=== Work order ===
The only thing to send back is the number of lines below that hold the string "document".

[Opening Records provided section]

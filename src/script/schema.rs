//! Script schema definitions
//!
//! These types match the document served by the script endpoint:
//! `{ sections: [ { title, auto_terminate, script_lines: [...] } ] }`.

use serde::{Deserialize, Serialize};

// =============================================================================
// Script Types
// =============================================================================

/// A single narration line
#[derive(Debug, Clone, Default, PartialEq, Eq, Serialize, Deserialize)]
pub struct Line {
    pub text: String,

    /// Spoken together with the following line of the same section
    #[serde(default)]
    pub group_with_next: bool,

    /// Pause for a document capture once this line has been spoken
    #[serde(default)]
    pub capture_mode: bool,

    /// Document the customer is asked to show (e.g. `show-document-A`)
    #[serde(default)]
    pub action_required: Option<String>,

    /// End the session once this line has been spoken
    #[serde(default)]
    pub auto_terminate: bool,
}

impl Line {
    /// Create a plain narration line
    pub fn new(text: impl Into<String>) -> Self {
        Self {
            text: text.into(),
            ..Self::default()
        }
    }
}

#[derive(Debug, Clone, Default, PartialEq, Eq, Serialize, Deserialize)]
pub struct Section {
    pub title: String,

    #[serde(default)]
    pub auto_terminate: bool,

    #[serde(rename = "script_lines")]
    pub lines: Vec<Line>,
}

impl Section {
    pub fn len(&self) -> usize {
        self.lines.len()
    }

    pub fn is_empty(&self) -> bool {
        self.lines.is_empty()
    }
}

/// An ordered compliance script. Immutable once loaded.
#[derive(Debug, Clone, Default, PartialEq, Eq, Serialize, Deserialize)]
pub struct Script {
    pub sections: Vec<Section>,
}

impl Script {
    pub fn new(sections: Vec<Section>) -> Self {
        Self { sections }
    }

    /// Total number of lines across all sections
    pub fn total_lines(&self) -> usize {
        self.sections.iter().map(Section::len).sum()
    }

    pub fn section(&self, index: usize) -> Option<&Section> {
        self.sections.get(index)
    }

    pub fn line(&self, section: usize, line: usize) -> Option<&Line> {
        self.sections.get(section).and_then(|s| s.lines.get(line))
    }
}
//! Section progress derived from the script cursor

use serde::{Deserialize, Serialize};

use super::state::Cursor;
use crate::script::Script;

/// Display progress for one section
#[derive(Debug, Clone, PartialEq, Serialize, Deserialize)]
#[serde(rename_all = "camelCase")]
pub struct SectionProgress {
    pub title: String,
    pub lines_done: usize,
    pub total_lines: usize,
    /// Completion in `[0, 1]`
    pub fraction: f64,
}

/// Stateless progress computation over `(Script, Cursor)`
pub struct ProgressTracker;

impl ProgressTracker {
    /// Fraction of `section` completed at `cursor`.
    ///
    /// Sections before the cursor are complete, sections after it untouched,
    /// and the current section is `line / total`.
    pub fn fraction_complete(script: &Script, section: usize, cursor: Cursor) -> f64 {
        let Some(current) = script.section(section) else {
            return 0.0;
        };

        if section < cursor.section {
            1.0
        } else if section == cursor.section {
            if current.is_empty() {
                return 0.0;
            }
            (cursor.line.min(current.len()) as f64 / current.len() as f64).clamp(0.0, 1.0)
        } else {
            0.0
        }
    }

    /// Progress for every section of the script
    pub fn snapshot(script: &Script, cursor: Cursor) -> Vec<SectionProgress> {
        script
            .sections
            .iter()
            .enumerate()
            .map(|(index, section)| {
                let fraction = Self::fraction_complete(script, index, cursor);
                let lines_done = if index < cursor.section {
                    section.len()
                } else if index == cursor.section {
                    cursor.line.min(section.len())
                } else {
                    0
                };
                SectionProgress {
                    title: section.title.clone(),
                    lines_done,
                    total_lines: section.len(),
                    fraction,
                }
            })
            .collect()
    }

    /// Fraction of all script lines completed at `cursor`
    pub fn overall(script: &Script, cursor: Cursor) -> f64 {
        let total = script.total_lines();
        if total == 0 {
            return 0.0;
        }
        let done: usize = Self::snapshot(script, cursor)
            .iter()
            .map(|p| p.lines_done)
            .sum();
        done as f64 / total as f64
    }
}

[Closing Records provided section]

=== Answer area ===
3